Но он спросил о другом. Через неделю примерно остановил ее в гараже – такой же, как и раньше, спокойный, снисходительный.
– Что-то ты откалываешься, девочка, – сказал, глядя мимо Тоськи косящим глазом. – Подыскала кого-нибудь?
Но на Тоську больше не действовал его тон. И снисходительность Копченого показалась ей неестественной, наигранной.
– Не твое дело! – резко ответила она.
– От меня так просто не уходят – учти, – предупредил он.
– А когда это я к тебе приходила-то? – взвилась Тоська. – Не уходят от него… держите меня… Что, с ножичком из-под моста вылезешь?
Копченый сильно побледнел. Даже губы у него сделались белые.
– Ладно, – сказал глухо. – Грозить я тебе не буду – не дешевка.
Это был последний их разговор.
…Весной Тоська влюбилась.
На дальнем конце улицы их, 2-й Крайней, в самом начале войны поселилось семейство, приехавшее из Белоруссии: мать и трое сыновей.
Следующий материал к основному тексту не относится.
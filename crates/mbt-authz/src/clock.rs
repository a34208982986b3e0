// clock.rs — Simulated block time for one trace run.

use chrono::{DateTime, Duration, Utc};

/// A monotonic simulated clock. It only moves forward.
#[derive(Debug, Clone, Copy, PartialEq, Eq)]
pub struct SimClock {
    now: DateTime<Utc>,
}

impl SimClock {
    pub fn new(start: DateTime<Utc>) -> Self {
        Self { now: start }
    }

    pub fn now(&self) -> DateTime<Utc> {
        self.now
    }

    /// Move the clock forward. Non-positive steps are ignored.
    pub fn advance(&mut self, by: Duration) {
        if by > Duration::zero() {
            self.now += by;
        }
    }
}

#[cfg(test)]
mod tests {
    use super::*;

    #[test]
    fn advances_forward_only() {
        let start = Utc::now();
        let mut clock = SimClock::new(start);
        clock.advance(Duration::minutes(1));
        assert_eq!(clock.now(), start + Duration::minutes(1));
        clock.advance(Duration::minutes(-5));
        assert_eq!(clock.now(), start + Duration::minutes(1));
    }
}
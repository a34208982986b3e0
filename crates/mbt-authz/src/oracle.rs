// oracle.rs — Comparisons between observed effects and the model's prediction.
//
// Every check a handler makes goes through an `Oracle` bound to the current
// step, so a failed comparison always comes back as a `ConformanceMismatch`
// naming the step index, the action and the compared field.

use std::fmt::Debug;

use crate::env::ReplayEnv;
use crate::error::ConformanceMismatch;
use crate::store::GrantStore;
use crate::trace::{OutcomeLabel, Step};

/// Rendering of a missing outcome label.
const NO_LABEL: &str = "<none>";

/// Checks for one step.
#[derive(Debug, Clone, Copy)]
pub struct Oracle<'a> {
    step: usize,
    action: &'a str,
}

impl<'a> Oracle<'a> {
    pub fn new(step: usize, action: &'a str) -> Self {
        Self { step, action }
    }

    pub fn for_step(step: &'a Step) -> Self {
        Self::new(step.index, step.action.tag())
    }

    pub fn step(&self) -> usize {
        self.step
    }

    pub fn mismatch(
        &self,
        field: &str,
        expected: impl Into<String>,
        actual: impl Into<String>,
    ) -> ConformanceMismatch {
        ConformanceMismatch {
            step: self.step,
            action: self.action.to_string(),
            field: field.to_string(),
            expected: expected.into(),
            actual: actual.into(),
        }
    }

    /// Structural equality, rendered with `Debug` on failure.
    pub fn ensure_eq<T: PartialEq + Debug>(
        &self,
        field: &str,
        expected: &T,
        actual: &T,
    ) -> Result<(), ConformanceMismatch> {
        if expected == actual {
            Ok(())
        } else {
            Err(self.mismatch(field, format!("{:?}", expected), format!("{:?}", actual)))
        }
    }

    /// The model's label must be exactly the observed one.
    pub fn ensure_label(
        &self,
        expected: Option<OutcomeLabel>,
        observed: OutcomeLabel,
    ) -> Result<(), ConformanceMismatch> {
        if expected == Some(observed) {
            Ok(())
        } else {
            Err(self.mismatch("outcome", label_str(expected), observed.as_str()))
        }
    }

    /// The model's label must be one of `allowed`; `observed` describes
    /// what the store did.
    pub fn ensure_label_in(
        &self,
        expected: Option<OutcomeLabel>,
        allowed: &[OutcomeLabel],
        observed: &str,
    ) -> Result<(), ConformanceMismatch> {
        match expected {
            Some(label) if allowed.contains(&label) => Ok(()),
            _ => Err(self.mismatch("outcome", label_str(expected), observed)),
        }
    }

    /// Compare the store against the model's grant bookkeeping after a step.
    ///
    /// Grants the model lists as active (and not expired) must be
    /// fetchable; grants it lists as expired (and not active) must not be.
    pub fn verify_model_state<S: GrantStore>(
        &self,
        env: &ReplayEnv<S>,
        step: &Step,
    ) -> Result<(), ConformanceMismatch> {
        let model = &step.model;
        for (grant, _) in &model.active_grants {
            if model.expired_grants.contains(grant) {
                continue;
            }
            let key = env
                .grant_ref(grant)
                .map_err(|e| self.mismatch("model_state", grant.to_string(), e.to_string()))?;
            if env.fetch(&key).is_none() {
                return Err(self.mismatch(
                    "model_state",
                    format!("active grant {}", grant),
                    "absent",
                ));
            }
        }
        for grant in &model.expired_grants {
            if model.active_grants.iter().any(|(active, _)| active == grant) {
                continue;
            }
            let key = env
                .grant_ref(grant)
                .map_err(|e| self.mismatch("model_state", grant.to_string(), e.to_string()))?;
            if env.fetch(&key).is_some() {
                return Err(self.mismatch(
                    "model_state",
                    format!("expired grant {} absent", grant),
                    "present",
                ));
            }
        }
        Ok(())
    }
}

pub fn label_str(label: Option<OutcomeLabel>) -> &'static str {
    label.map(|l| l.as_str()).unwrap_or(NO_LABEL)
}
Фамилия их была Дашкевичи. Самый старший, взрослый, уже мужчина, успел только слепить матери засыпуху, а потом его забрали на фронт, и очень скоро Дашкевичиха получила похоронку. Осталась она с двумя младшими ребятами, Тимофеем и Петром. Сыновья были хорошие – послушные, работящие. Дашкевичихе, несмотря на ее горе, многие завидовали. Горя здесь хватало у всех, а вот примерными детьми редко кто мог похвастаться.